[Saved data entries]
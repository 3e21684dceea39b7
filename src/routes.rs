//! HTTP router and shared handler state.

use std::sync::Arc;

use axum::{
    Router,
    routing::{get, post},
};
use tower_http::{cors::CorsLayer, trace::TraceLayer};

use crate::{handlers, store::CharacterStore};

/// State shared with every handler via `State` extraction.
#[derive(Clone)]
pub struct AppState {
    pub store: Arc<dyn CharacterStore>,
}

impl AppState {
    pub fn new(store: Arc<dyn CharacterStore>) -> Self {
        Self { store }
    }
}

/// Build the application router.
///
/// # Routes
///
/// - `GET /health`
/// - `GET|POST /api/v1/characters`
/// - `GET|PUT|DELETE /api/v1/characters/{id}`
/// - `POST /api/v1/transfers`
pub fn router(state: AppState) -> Router {
    Router::new()
        .route("/health", get(handlers::health::health_check))
        .route(
            "/api/v1/characters",
            get(handlers::characters::list_characters).post(handlers::characters::create_character),
        )
        .route(
            "/api/v1/characters/{id}",
            get(handlers::characters::get_character)
                .put(handlers::characters::update_character)
                .delete(handlers::characters::delete_character),
        )
        .route(
            "/api/v1/transfers",
            post(handlers::transfers::create_transfer),
        )
        .layer(TraceLayer::new_for_http())
        .layer(CorsLayer::permissive())
        .with_state(state)
}
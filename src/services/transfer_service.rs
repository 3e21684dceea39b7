//! Gold transfer service - moves gold between two characters atomically.
//!
//! # Atomicity Guarantees
//!
//! The whole transfer runs in one store transaction. Both rows are locked
//! before anything is checked or written, sufficiency is re-checked against
//! the locked values, and the balances change by relative deltas. Any error
//! after the transaction opens drops the handle uncommitted, which rolls it
//! back.
//!
//! # Lock Ordering
//!
//! Rows are always locked in ascending id order regardless of transfer
//! direction. Two concurrent transfers A->B and B->A therefore queue on the
//! same first lock instead of each holding one row and waiting on the other.

use crate::{
    error::AppError,
    models::{
        character::CharacterId,
        transfer::{TransferOutcome, TransferReceipt, TransferRequest},
    },
    store::{BalanceStore, BalanceTransaction},
};

/// The two ids of a transfer in the order their rows must be locked.
pub fn lock_order(a: CharacterId, b: CharacterId) -> [CharacterId; 2] {
    if a <= b { [a, b] } else { [b, a] }
}

/// Roll back `tx` and return `err` unchanged. A failed rollback is logged,
/// never returned in place of `err`.
async fn abort(tx: Box<dyn BalanceTransaction>, err: AppError) -> AppError {
    if let Err(rollback_err) = tx.rollback().await {
        tracing::warn!(error = %rollback_err, cause = %err, "Rollback failed");
    }
    err
}

/// Execute a gold transfer.
///
/// # Process
///
/// 1. Reject non-positive amounts and same-character transfers
/// 2. Start store transaction
/// 3. Check existence and lock both rows, lower id first
/// 4. Validate source gold against the locked value
/// 5. Apply `-amount` / `+amount` deltas
/// 6. Commit (or roll back on any error)
///
/// # Errors
///
/// - `InvalidAmount`: amount is zero or negative
/// - `SameCharacter`: source equals destination
/// - `CharacterNotFound`: either character is missing
/// - `InsufficientGold`: source holds less than `amount`
/// - `TransientStore`: lock timeout, deadlock or connectivity loss
/// - `Database`: any other store failure
pub async fn execute_transfer<S>(
    store: &S,
    request: TransferRequest,
) -> Result<TransferReceipt, AppError>
where
    S: BalanceStore + ?Sized,
{
    let TransferRequest {
        from_id,
        to_id,
        amount,
    } = request;

    if amount <= 0 {
        return Err(AppError::InvalidAmount(amount));
    }

    if from_id == to_id {
        return Err(AppError::SameCharacter);
    }

    let mut tx = store.begin_transaction().await?;

    let mut from_gold = 0;
    let mut to_gold = 0;
    for id in lock_order(from_id, to_id) {
        if !tx.entity_exists(id).await? {
            return Err(abort(tx, AppError::CharacterNotFound(id)).await);
        }

        let gold = tx.lock_and_read_balance(id).await?;
        if id == from_id {
            from_gold = gold;
        } else {
            to_gold = gold;
        }
    }

    if from_gold < amount {
        let err = AppError::InsufficientGold {
            available: from_gold,
            requested: amount,
        };
        return Err(abort(tx, err).await);
    }

    tx.apply_balance_delta(from_id, -amount).await?;
    tx.apply_balance_delta(to_id, amount).await?;

    tx.commit().await?;

    Ok(TransferReceipt {
        from_id,
        to_id,
        amount,
        from_gold: from_gold - amount,
        to_gold: to_gold + amount,
    })
}

/// Transfer gold and report the result as an outcome instead of an error.
///
/// No failure escapes this function; every error becomes `ok: false` with
/// the reason in `message`. Nothing is retried here.
pub async fn transfer_balance<S>(
    store: &S,
    from_id: CharacterId,
    to_id: CharacterId,
    amount: i64,
) -> TransferOutcome
where
    S: BalanceStore + ?Sized,
{
    let request = TransferRequest {
        from_id,
        to_id,
        amount,
    };
    let result = execute_transfer(store, request).await;
    log_result(&request, &result);
    result.into()
}

pub(crate) fn log_result(request: &TransferRequest, result: &Result<TransferReceipt, AppError>) {
    match result {
        Ok(receipt) => tracing::info!(
            from_id = request.from_id,
            to_id = request.to_id,
            amount = request.amount,
            from_gold = receipt.from_gold,
            to_gold = receipt.to_gold,
            "Gold transfer committed"
        ),
        Err(err) => tracing::warn!(
            from_id = request.from_id,
            to_id = request.to_id,
            amount = request.amount,
            code = err.code(),
            retryable = err.is_retryable(),
            error = %err,
            "Gold transfer rejected"
        ),
    }
}
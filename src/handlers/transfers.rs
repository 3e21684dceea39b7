//! Gold transfer HTTP handler.

use crate::{
    error::AppError,
    models::transfer::{TransferOutcome, TransferReceipt, TransferRequest},
    routes::AppState,
    services::transfer_service,
};
use axum::{
    Json,
    extract::{State, rejection::JsonRejection},
    http::StatusCode,
};

/// Transfer gold between characters.
///
/// # Endpoint
///
/// `POST /api/v1/transfers`
///
/// # Request Body
///
/// ```json
/// { "from_id": 1, "to_id": 2, "amount": 30 }
/// ```
///
/// # Response
///
/// Always a `TransferOutcome` body, malformed requests included. The status
/// is 200 when the transfer committed and the error's status otherwise
/// (400, 404, 422, 503, 500).
///
/// ```json
/// {
///   "ok": true,
///   "message": "Transferred 30 gold from character 1 to character 2",
///   "retryable": false,
///   "receipt": { "from_id": 1, "to_id": 2, "amount": 30, "from_gold": 70, "to_gold": 80 }
/// }
/// ```
///
/// # Atomicity
///
/// Both balances change in one store transaction or not at all.
pub async fn create_transfer(
    State(state): State<AppState>,
    payload: Result<Json<TransferRequest>, JsonRejection>,
) -> (StatusCode, Json<TransferOutcome>) {
    let request = match payload {
        Ok(Json(request)) => request,
        Err(rejection) => {
            let err = AppError::from(rejection);
            tracing::warn!(error = %err, "Rejected malformed transfer request");
            let outcome = TransferOutcome::from(Err::<TransferReceipt, _>(err));
            return (StatusCode::BAD_REQUEST, Json(outcome));
        }
    };

    let result = transfer_service::execute_transfer(state.store.as_ref(), request).await;
    transfer_service::log_result(&request, &result);

    let status = match &result {
        Ok(_) => StatusCode::OK,
        Err(err) => err.status_code(),
    };

    (status, Json(result.into()))
}
//! Character management HTTP handlers.
//!
//! This module implements the character-related API endpoints:
//! - GET /api/v1/characters - List all characters
//! - POST /api/v1/characters - Create a character
//! - GET /api/v1/characters/{id} - Get one character
//! - PUT /api/v1/characters/{id} - Update name and/or gold
//! - DELETE /api/v1/characters/{id} - Delete a character and its dependent rows

use crate::{
    error::AppError,
    models::character::{Character, CharacterId, CharacterUpdate, NewCharacter},
    routes::AppState,
};
use axum::{
    Json,
    extract::{Path, State, rejection::JsonRejection},
    http::StatusCode,
};

/// List all characters.
///
/// # Response (200 OK)
///
/// ```json
/// [
///   { "id": 2, "name": "Aragorn", "gold": 100 },
///   { "id": 1, "name": "Boromir", "gold": 50 }
/// ]
/// ```
///
/// # Ordering
///
/// By name, then id.
pub async fn list_characters(
    State(state): State<AppState>,
) -> Result<Json<Vec<Character>>, AppError> {
    let characters = state.store.fetch_all().await?;
    Ok(Json(characters))
}

/// Create a new character.
///
/// # Request Body
///
/// ```json
/// {
///   "name": "Aragorn",
///   "gold": 100
/// }
/// ```
///
/// # Response
///
/// - **Success (201 Created)**: the created character with its id
/// - **Error (400)**: blank name, negative gold, or a body that is not a
///   character object
///
/// A name that already exists creates a second, separate character.
pub async fn create_character(
    State(state): State<AppState>,
    payload: Result<Json<NewCharacter>, JsonRejection>,
) -> Result<(StatusCode, Json<Character>), AppError> {
    let Json(request) = payload?;
    let record = request.validate()?;
    let character = state.store.insert(record).await?;
    Ok((StatusCode::CREATED, Json(character)))
}

/// Get a specific character by ID.
///
/// - **Success (200 OK)**: the character
/// - **Error (404)**: no such character
pub async fn get_character(
    State(state): State<AppState>,
    Path(id): Path<CharacterId>,
) -> Result<Json<Character>, AppError> {
    let character = state.store.fetch_one(id).await?;
    Ok(Json(character))
}

/// Update a character's name and/or gold.
///
/// # Request Body
///
/// ```json
/// { "name": "Strider" }
/// ```
///
/// Omitted fields keep their current value. `gold` replaces the balance
/// outright; use transfers to move gold between characters.
pub async fn update_character(
    State(state): State<AppState>,
    Path(id): Path<CharacterId>,
    payload: Result<Json<CharacterUpdate>, JsonRejection>,
) -> Result<Json<Character>, AppError> {
    let Json(request) = payload?;
    let changes = request.validate()?;

    let character = if changes.is_empty() {
        state.store.fetch_one(id).await?
    } else {
        state.store.update(id, changes).await?
    };

    Ok(Json(character))
}

/// Delete a character together with its class links, spells, combat entries
/// and inventory.
///
/// - **Success (204 No Content)**
/// - **Error (404)**: no such character
pub async fn delete_character(
    State(state): State<AppState>,
    Path(id): Path<CharacterId>,
) -> Result<StatusCode, AppError> {
    state.store.delete(id).await?;
    Ok(StatusCode::NO_CONTENT)
}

◆ Assigned task ◆
What is needed is an exact copy of the entries from their first line down to the line with "on the other.", that line included, and nothing beyond it.

◆ Written answer ◆
repository 3e21684dceea39b7
filename src/routes.rs
//! HTTP router and shared handler state.

use std::sync::Arc;

use axum::{
    Router,
    routing::{get, post},
};
use tower_http::{cors::CorsLayer, trace::TraceLayer};

use crate::{handlers, store::CharacterStore};

/// State shared with every handler via `State` extraction.
#[derive(Clone)]
pub struct AppState {
    pub store: Arc<dyn CharacterStore>,
}

impl AppState {
    pub fn new(store: Arc<dyn CharacterStore>) -> Self {
        Self { store }
    }
}

/// Build the application router.
///
/// # Routes
///
/// - `GET /health`
/// - `GET|POST /api/v1/characters`
/// - `GET|PUT|DELETE /api/v1/characters/{id}`
/// - `POST /api/v1/transfers`
pub fn router(state: AppState) -> Router {
    Router::new()
        .route("/health", get(handlers::health::health_check))
        .route(
            "/api/v1/characters",
            get(handlers::characters::list_characters).post(handlers::characters::create_character),
        )
        .route(
            "/api/v1/characters/{id}",
            get(handlers::characters::get_character)
                .put(handlers::characters::update_character)
                .delete(handlers::characters::delete_character),
        )
        .route(
            "/api/v1/transfers",
            post(handlers::transfers::create_transfer),
        )
        .layer(TraceLayer::new_for_http())
        .layer(CorsLayer::permissive())
        .with_state(state)
}
filename src/services/transfer_service.rs
repository 3e21684dceea39b7
//! Gold transfer service - moves gold between two characters atomically.
//!
//! # Atomicity Guarantees
//!
//! The whole transfer runs in one store transaction. Both rows are locked
//! before anything is checked or written, sufficiency is re-checked against
//! the locked values, and the balances change by relative deltas. Any error
//! after the transaction opens drops the handle uncommitted, which rolls it
//! back.
//!
//! # Lock Ordering
//!
//! Rows are always locked in ascending id order regardless of transfer
//! direction. Two concurrent transfers A->B and B->A therefore queue on the
//! same first lock instead of each holding one row and waiting on the other.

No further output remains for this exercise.